Der erste „futuristische Kontakt“ erfolgte dank eines Bestrafungsfeldzugs der Mailänder Futuristen am 30.6.1911 nach Florenz:  Soffici, Autor eines kritischen Kommentars in „La Voce“ (3.11.1910), der seine Enttäuschung an einer Mailänder Ausstellung der  Futuristen zum Ausdruck bringt, sollte zur Rechenschaft gezogen werden. In Folge kam es sowohl in dem Lokal der Giubbe Rosse als auch später am von Giovanni Micheluzzi gestalteten Bahnhof zu einer handgreiflichen Auseinandersetzung.

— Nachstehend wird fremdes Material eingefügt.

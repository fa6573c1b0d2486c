use std::env;

use anyhow::{bail, Result};
use clap::Parser;
use config::BASE_SEPOLIA_RPC_URL;
use contract::{parse_bytes32, BatchContract};

pub const SECRET_KEY_ENV: &str = "ANCHOR_SECRET_KEY";
pub const CONTRACT_ENV: &str = "CONTRACT";

#[derive(Debug, Parser)]
/// anchor one batch status update to the registry contract
pub struct CommandLine {
    /// bytes32 batch identifier (hex)
    #[clap(long)]
    batch: String,

    /// status code, 3 = InTransit
    #[clap(long, default_value_t = 3)]
    status: u8,

    /// off-chain pointer to the event details
    #[clap(long = "eventURI")]
    event_uri: String,

    /// bytes32 digest of the event payload (hex)
    #[clap(long = "eventHash")]
    event_hash: String,

    #[clap(long, default_value = BASE_SEPOLIA_RPC_URL)]
    eth_url: String,
}

impl CommandLine {
    pub async fn execute(self) -> Result<()> {
        let (secret_key, contract_addr) = match (
            env::var(SECRET_KEY_ENV).ok(),
            env::var(CONTRACT_ENV).ok(),
        ) {
            (Some(s), Some(c)) if !s.is_empty() && !c.is_empty() => (s, c),
            _ => bail!("Missing {} or {} in environment.", SECRET_KEY_ENV, CONTRACT_ENV),
        };

        let batch_id = parse_bytes32(&self.batch)?;
        let event_hash = parse_bytes32(&self.event_hash)?;

        let registry =
            BatchContract::with_signer(&self.eth_url, &secret_key, &contract_addr).await?;
        log::info!(
            "anchoring batch {} with status {} to {:?}",
            self.batch,
            self.status,
            registry.address()
        );

        let tx_hash = registry
            .update_status(batch_id, self.status, &self.event_uri, event_hash)
            .await?;
        println!("Anchored tx: {:?}", tx_hash);
        Ok(())
    }
}
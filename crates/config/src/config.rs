use std::{fs::File, io::Read};

use anyhow::Result;
use serde::{Deserialize, Serialize};

use crate::chain::{BASE_SEPOLIA_RPC_URL, DEFAULT_CONTRACT};

#[derive(Debug, Deserialize, Serialize)]
pub struct Config {
    #[serde(default = "default_eth_url")]
    pub eth_url: String,

    pub contract: Option<String>,
}

fn default_eth_url() -> String {
    BASE_SEPOLIA_RPC_URL.into()
}

impl Config {
    pub fn new(path: &str) -> Result<Self> {
        let mut file = File::open(path)?;

        let mut str = String::new();
        file.read_to_string(&mut str)?;

        Ok(toml::from_str(&str)?)
    }

    pub fn contract_address(&self) -> &str {
        self.contract.as_deref().unwrap_or(DEFAULT_CONTRACT)
    }
}
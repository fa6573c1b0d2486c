use async_trait::async_trait;
use contract::{parse_bytes32, BatchContract, ReadClient};
use json_rpc_server::{Handle, RPCError};
use serde::{Deserialize, Serialize};
use serde_json::{json, Value};

pub struct TraceHandle {
    registry: BatchContract<ReadClient>,
    chain_id: u64,
}

impl TraceHandle {
    pub fn new(registry: BatchContract<ReadClient>, chain_id: u64) -> Self {
        Self { registry, chain_id }
    }
}

#[derive(Debug, Clone, Serialize, Deserialize)]
#[serde(untagged)]
pub enum TraceHandleRequest {
    BatchIdArray((String,)),
    BatchId { batch_id: String },
}

impl TraceHandleRequest {
    /// None for an empty or non-bytes32 id; the contract is only queried
    /// for ids this accepts.
    pub fn batch_id(self) -> Option<[u8; 32]> {
        let raw = match self {
            Self::BatchIdArray((batch_id,)) => batch_id,
            Self::BatchId { batch_id } => batch_id,
        };
        if raw.is_empty() {
            return None;
        }
        parse_bytes32(&raw).ok()
    }
}

#[async_trait]
impl Handle for TraceHandle {
    type Request = TraceHandleRequest;
    type Response = Value;

    async fn handle(
        &self,
        method: &str,
        req: Option<Self::Request>,
    ) -> std::result::Result<Option<Self::Response>, RPCError> {
        match method {
            "trace_getBatch" => {
                let batch_id = req
                    .and_then(TraceHandleRequest::batch_id)
                    .ok_or(RPCError::invalid_params())?;

                let record = self
                    .registry
                    .batch(batch_id)
                    .await
                    .map_err(|e| RPCError::internal_error(e.to_string()))?;
                log::info!("query batch returned status {}", record.status);

                let value = serde_json::to_value(&record)
                    .map_err(|e| RPCError::internal_error(e.to_string()))?;
                Ok(Some(value))
            }
            "trace_getTarget" => Ok(Some(json!({
                "address": format!("{:?}", self.registry.address()),
                "chainId": self.chain_id,
            }))),
            _ => Err(RPCError::unknown_method()),
        }
    }
}

#[cfg(test)]
mod tests {
    use super::*;

    const ADDR: &str = "0x642f924623722eBDaB9E02400ffa655C2B39b070";
    const BATCH_ID: &str = "0x00000000000000000000000000000000000000000000000000000000abc12300";

    fn test_handle() -> TraceHandle {
        // Nothing listens here; valid requests must fail before any dial.
        let registry = BatchContract::read_only("http://127.0.0.1:9", ADDR).unwrap();
        TraceHandle::new(registry, 31337)
    }

    #[test]
    fn request_accepts_both_param_shapes() {
        let arr: TraceHandleRequest =
            serde_json::from_str(&format!(r#"["{}"]"#, BATCH_ID)).unwrap();
        let obj: TraceHandleRequest =
            serde_json::from_str(&format!(r#"{{"batch_id":"{}"}}"#, BATCH_ID)).unwrap();
        assert_eq!(arr.clone().batch_id(), obj.batch_id());
        assert!(arr.batch_id().is_some());
    }

    #[test]
    fn empty_or_malformed_ids_never_reach_a_read() {
        // A rejected id short-circuits to invalid_params; internal_error is
        // only reachable once batch_id() has accepted the input.
        assert!(TraceHandleRequest::BatchIdArray((String::new(),))
            .batch_id()
            .is_none());
        assert!(TraceHandleRequest::BatchIdArray(("0xabc123".into(),))
            .batch_id()
            .is_none());
        assert!(TraceHandleRequest::BatchId {
            batch_id: "zz".into()
        }
        .batch_id()
        .is_none());
    }

    #[tokio::test]
    async fn invalid_params_are_rejected_by_the_handle() {
        let handle = test_handle();
        let req = TraceHandleRequest::BatchIdArray((String::new(),));
        assert!(handle.handle("trace_getBatch", Some(req)).await.is_err());
        assert!(handle.handle("trace_getBatch", None).await.is_err());
    }

    #[tokio::test]
    async fn target_reports_the_probed_network() {
        let handle = test_handle();
        let value = match handle.handle("trace_getTarget", None).await {
            Ok(Some(value)) => value,
            _ => panic!("unexpected target response"),
        };
        assert_eq!(value["address"], ADDR.to_lowercase());
        assert_eq!(value["chainId"], 31337);
    }

    #[tokio::test]
    async fn unknown_method_is_rejected() {
        let handle = test_handle();
        assert!(handle.handle("trace_dropBatch", None).await.is_err());
    }
}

In Folge schlossen sich die jungen Florentiner  dem Futurismus an und Florenz wurde ein Schauplatz zahlreicher futuristischer Aktionen:

Im Dezember 1912 stellte Ginna seine beiden abstrakten Bilder „Nevrastenia“ (1908) und „Passeggiata Romantica“ (1909) in den Räumen der „Società di Belle Arti in Firenze“ in der Via della Colonna 4 aus.

Die Zeitschrift “Lacerba” wurde im Januar 1913 von Papini, Soffici e Palazzeschi gegründet. Im gleichen Jahr organisierte die Gruppe um “Lacerba”  die Ausstellung La mostra futurista di “Lacerba” in der Galleria Gonneli, die auch von dem sehr jungen Primo Conti besucht wurde. Am 12. Dezember findet im Teatro Verdi eine Serata Futurista statt.

1916 wurde “L’Italia futurista” gegründet und der berühmte, wenn auch leider scheinbar verlorengegangene, Film “Vita futurista” von der Gruppe um „L’Italia Futurista“ (Arnaldo Ginna, Bruno Corra, Lucio Venna, Emilio Settimelli, Remo Chiti, Nerino Nannetti) zusammen mit Marinetti in den Cascinen, den Ufern des Arno und im Caffè Michelangelo gedreht. Gleichzeitig erschien in “L’Italia futurista” auch das Manifest „La cinematografia futurista“. Einzelne Aufnahmen geben einen Einblick in den Film: das "futuristische Frühstück" im Restaurant La Loggia bei der Piazzale Michelangelo; der "Tanz der geometrischen Strahlen" sowie die "futuristische Schlägerei" im Park der Cascine. Eine Anteprima sowie Ausschnitte/Ideen des Films wurden im Teatro Niccoloni (teatro di prosa) am 28.1.1917 präsentiert.

Der Titel des Films taucht in “L’Italia futurista” in zahlreichen Anzeigen auf und es findet sich auch eine Filmbeschreibung. Anlässlich des 100-jährigen Jubiläums wurde der Film unter der Regie von Giovanni Maria Rossi in Kooperation mit der Accademia di Belle Arti di Firenze, Movie und Sound Firenze SRL und Simona Serafini nachgedreht, leider erfolgte bisher keine Veröffentlichung.

Zitierte Literatur:

Manghetti, Gloria (Hrsg.): Futurismo a Firenze. 1910-1920, Verona 1984.

Scaligero, Massimo/Giuseppe Sprovieri: Arnaldo Ginna. Un pioniere dell’astrattismo, Rom 1961.

Viviani, Alberto/Paolo Perrone Burali D’Arezzo: Giubbe Rosse. Il caffè della rivoluzione culturale nella Firenze 1913-1915, Mailand 2007.